I took a dremel tool mounted with a 3/8" cylinder stone of approx. 100 grit and re-worked the pedal rear mating surface to a better flatness and straightness condition, removing ALL the buildup and scarring. Next in the Dremel a 1" dia. X 1/8" cotton wheel loaded with rouge for polishing which took a little time but looked great...but did not correct the problem. What has worked (this took me several efforts and some headscratching and careful comparison with a pedal that DID work) was to re-grind that surface (the one which leads to the outside)with a slight bevel (about 5 deg.) so that the engagement profile is slightly wider at the top of the pedal. Then re-polish. Voila! No grease necessary and no pedals loitering at the bottom of the trash can where they really do belong. SPD-R owners will understand.
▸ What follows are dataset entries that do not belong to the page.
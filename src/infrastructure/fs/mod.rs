//! File System Implementations

mod local;
#[cfg(test)]
mod mock;

pub use local::LocalFs;
#[cfg(test)]
pub use mock::MockFs;
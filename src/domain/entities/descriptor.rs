//! Project descriptor entity

use serde::Serialize;

/// Working directory used when the descriptor does not name one
pub const DEFAULT_WORKING_DIRECTORY: &str = "./workspace";

/// A validated project descriptor
///
/// Only constructed with a non-empty `name`. The working directory default is
/// not stored here; readers apply it through
/// [`ProjectDescriptor::working_directory_or_default`].
#[derive(Debug, Clone, PartialEq, Eq, Serialize)]
pub struct ProjectDescriptor {
    name: String,
    working_directory: Option<String>,
    #[serde(skip_serializing_if = "Vec::is_empty")]
    ignored_keys: Vec<String>,
}

impl ProjectDescriptor {
    /// Create a descriptor with only a name
    pub fn new(name: impl Into<String>) -> Self {
        Self {
            name: name.into(),
            working_directory: None,
            ignored_keys: Vec::new(),
        }
    }

    pub fn with_working_directory(mut self, dir: impl Into<String>) -> Self {
        self.working_directory = Some(dir.into());
        self
    }

    pub(crate) fn with_ignored_keys(mut self, keys: Vec<String>) -> Self {
        self.ignored_keys = keys;
        self
    }

    pub fn name(&self) -> &str {
        &self.name
    }

    /// The working directory exactly as written in the descriptor
    pub fn working_directory(&self) -> Option<&str> {
        self.working_directory.as_deref()
    }

    pub fn working_directory_or_default(&self) -> &str {
        self.working_directory
            .as_deref()
            .unwrap_or(DEFAULT_WORKING_DIRECTORY)
    }

    /// Top-level keys present in the document but not used by scaffolding
    pub fn ignored_keys(&self) -> &[String] {
        &self.ignored_keys
    }
}
//! Scaffold Use Case
//!
//! Per catalog entry, in order:
//! 1. Resolve `project_root / relative_path`
//! 2. Ensure the parent directory chain
//! 3. Skip if anything exists at the target, otherwise write the content
//!
//! Then ensure the working directory. The first I/O failure aborts the pass;
//! files written before it stay on disk.

use std::path::{Component, Path, PathBuf};

use crate::domain::entities::{
    ArtifactCatalog, ArtifactOutcome, ArtifactStatus, ProjectDescriptor,
};
use crate::domain::ports::{
    CreateOutcome, FileSystem, NoopEventSink, ScaffoldEvent, ScaffoldEventSink,
};
use crate::error::{ShepherdError, ShepherdResult};

use super::options::ScaffoldOptions;
use super::result::ScaffoldResult;

/// Scaffold use case, parameterized by the filesystem port
pub struct ScaffoldUseCase<FS: FileSystem> {
    file_system: FS,
}

impl<FS: FileSystem> ScaffoldUseCase<FS> {
    pub fn new(file_system: FS) -> Self {
        Self { file_system }
    }

    pub fn execute(
        &self,
        descriptor: &ProjectDescriptor,
        catalog: &ArtifactCatalog,
        options: &ScaffoldOptions,
    ) -> ShepherdResult<ScaffoldResult> {
        self.execute_with_events(descriptor, catalog, options, &NoopEventSink)
    }

    pub fn execute_with_events(
        &self,
        descriptor: &ProjectDescriptor,
        catalog: &ArtifactCatalog,
        options: &ScaffoldOptions,
        events: &dyn ScaffoldEventSink,
    ) -> ShepherdResult<ScaffoldResult> {
        let detailed = events.wants_detailed_events();
        let root = options.project_root.as_path();

        events.on_event(ScaffoldEvent::Started {
            project: descriptor.name().to_string(),
            root: root.to_path_buf(),
            artifact_count: catalog.len(),
            dry_run: options.dry_run,
        });
        if detailed && !descriptor.ignored_keys().is_empty() {
            events.on_event(ScaffoldEvent::KeysIgnored {
                keys: descriptor.ignored_keys().to_vec(),
            });
        }

        let mut outcomes = Vec::with_capacity(catalog.len());
        for (index, entry) in catalog.iter().enumerate() {
            let target = entry.path().resolve(root);

            if let Some(parent) = target.parent() {
                if self.ensure_dir(parent, options.dry_run)? && detailed {
                    events.on_event(ScaffoldEvent::DirectoryEnsured {
                        path: parent.to_path_buf(),
                    });
                }
            }

            let status = self.materialize(&target, entry.content(), options.dry_run)?;
            if detailed {
                let path = entry.path().as_path().to_path_buf();
                events.on_event(match status {
                    ArtifactStatus::Created => ScaffoldEvent::ArtifactCreated { index, path },
                    ArtifactStatus::Skipped => ScaffoldEvent::ArtifactSkipped { index, path },
                });
            }
            outcomes.push(ArtifactOutcome::new(entry, root, status));
        }

        let working_directory = resolve_working_directory(
            &options.working_dir_base,
            descriptor.working_directory_or_default(),
        );
        self.ensure_dir(&working_directory, options.dry_run)?;
        if detailed {
            events.on_event(ScaffoldEvent::WorkingDirectoryEnsured {
                path: working_directory.clone(),
            });
        }

        let result = ScaffoldResult::new(outcomes, working_directory, options.dry_run);
        events.on_event(ScaffoldEvent::Completed {
            created_count: result.created_count(),
            skipped_count: result.skipped_count(),
        });
        Ok(result)
    }

    /// Returns true if the directory had to be created
    fn ensure_dir(&self, dir: &Path, dry_run: bool) -> ShepherdResult<bool> {
        if dir.as_os_str().is_empty() || self.file_system.is_dir(dir) {
            return Ok(false);
        }
        if !dry_run {
            self.file_system
                .create_dir_all(dir)
                .map_err(|e| ShepherdError::filesystem(dir, e))?;
        }
        Ok(true)
    }

    fn materialize(
        &self,
        target: &Path,
        content: &str,
        dry_run: bool,
    ) -> ShepherdResult<ArtifactStatus> {
        if self.file_system.exists(target) {
            return Ok(ArtifactStatus::Skipped);
        }
        if dry_run {
            return Ok(ArtifactStatus::Created);
        }
        match self
            .file_system
            .create_new(target, content)
            .map_err(|e| ShepherdError::filesystem(target, e))?
        {
            CreateOutcome::Written => Ok(ArtifactStatus::Created),
            // Lost a race with another writer; its copy is authoritative.
            CreateOutcome::AlreadyExists => Ok(ArtifactStatus::Skipped),
        }
    }
}

/// Join a working directory onto its base, dropping `.` components
pub fn resolve_working_directory(base: &Path, working_directory: &str) -> PathBuf {
    let resolved: PathBuf = base
        .join(working_directory)
        .components()
        .filter(|c| !matches!(c, Component::CurDir))
        .collect();
    if resolved.as_os_str().is_empty() {
        PathBuf::from(".")
    } else {
        resolved
    }
}
/// Property-Based Invariant Tests
///
/// Uses the `proptest` crate to exercise the structural-equality laws of the
/// value model and the position guarantees of the error model against
/// generated inputs:
///
/// - Equality is reflexive and symmetric, tolerates NaN, and ignores object
///   pair order.
/// - Every failing parse reports a position inside the source document.
/// - Parsing is deterministic.
/// - Big integers survive with every digit intact.
use proptest::prelude::*;
use yay_core::{parse, Value};

// ============================================================================
// Strategies
// ============================================================================

fn arb_leaf() -> impl Strategy<Value = Value> {
    prop_oneof![
        Just(Value::Null),
        any::<bool>().prop_map(Value::Bool),
        any::<i64>().prop_map(Value::int),
        prop_oneof![
            (-1.0e9..1.0e9f64).prop_map(Value::Float),
            Just(Value::Float(f64::NAN)),
            Just(Value::Float(f64::INFINITY)),
            Just(Value::Float(f64::NEG_INFINITY)),
        ],
        "[a-z0-9 ]{0,12}".prop_map(Value::String),
        proptest::collection::vec(any::<u8>(), 0..8).prop_map(Value::Bytes),
    ]
}

fn arb_value() -> impl Strategy<Value = Value> {
    arb_leaf().prop_recursive(3, 24, 4, |inner| {
        prop_oneof![
            proptest::collection::vec(inner.clone(), 0..4).prop_map(Value::Array),
            proptest::collection::vec(("[a-d]{1,3}", inner), 0..4).prop_map(|pairs| {
                let mut obj = Value::Object(Vec::new());
                for (key, value) in pairs {
                    obj.set(&key, value);
                }
                obj
            }),
        ]
    })
}

/// Printable-ASCII documents (plus newlines) with structural characters well
/// represented, so both parse outcomes are exercised.
fn arb_document() -> impl Strategy<Value = String> {
    proptest::string::string_regex("[ -~\n]{0,60}").expect("valid regex")
}

// ============================================================================
// Equality laws
// ============================================================================

proptest! {
    #[test]
    fn equality_is_reflexive(value in arb_value()) {
        prop_assert_eq!(&value, &value);
    }

    #[test]
    fn equality_survives_clone(value in arb_value()) {
        let copy = value.clone();
        prop_assert_eq!(&value, &copy);
        prop_assert_eq!(&copy, &value);
    }

    #[test]
    fn object_equality_ignores_pair_order(value in arb_value()) {
        if let Value::Object(pairs) = &value {
            let mut reversed = pairs.clone();
            reversed.reverse();
            prop_assert_eq!(&value, &Value::Object(reversed));
        }
    }
}

// ============================================================================
// Parser guarantees
// ============================================================================

proptest! {
    #[test]
    fn error_positions_lie_within_source(doc in arb_document()) {
        if let Err(err) = parse(doc.as_bytes(), None) {
            let line_count = doc.split('\n').count();
            prop_assert!(err.line >= 1, "line {} below 1", err.line);
            prop_assert!(
                err.line <= line_count,
                "line {} beyond {} source lines", err.line, line_count
            );
            let line = doc.split('\n').nth(err.line - 1).unwrap_or("");
            prop_assert!(err.column >= 1, "column {} below 1", err.column);
            prop_assert!(
                err.column <= line.len() + 1,
                "column {} beyond line {:?}", err.column, line
            );
        }
    }

    #[test]
    fn parsing_is_deterministic(doc in arb_document()) {
        prop_assert_eq!(parse(doc.as_bytes(), None), parse(doc.as_bytes(), None));
    }

    #[test]
    fn big_integers_keep_their_digits(digits in "[1-9][0-9]{0,40}") {
        let doc = format!("n: {digits}\n");
        let value = parse(doc.as_bytes(), None).expect("integer document must parse");
        let n = value.get("n").and_then(Value::as_int).expect("expected an integer");
        prop_assert!(!n.negative);
        prop_assert_eq!(&n.digits, &digits);
    }

    #[test]
    fn quoted_strings_round_trip_payload(payload in "[a-z A-Z0-9]{0,20}") {
        let doc = format!("s: \"{payload}\"\n");
        let value = parse(doc.as_bytes(), None).expect("quoted string must parse");
        prop_assert_eq!(value.get("s").and_then(Value::as_str), Some(payload.as_str()));
    }
}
Apparently Shimano does not.
Mike"
This was written before the new teflon or flouride coated version came out.
newbie: pedal questionnn23
Jun 5, 2002 5:10 PM
So basically SPD is OK but SPD-R is not ?

I have some cheapo two sided SPD pedals on my bike but dont know if they are SPD-R or SPD how do I check? I wear Answer ATB shoes.

These are my first pair of pedals and it never occured to me that the occasional unclipping of the cleat at the start of a sprint could just as well be the pedals fault.
newbie: pedal questionCrankist
Jun 5, 2002 5:37 PM
SPD-Rs are single-side entry only. Yours are almost certainly SPDs.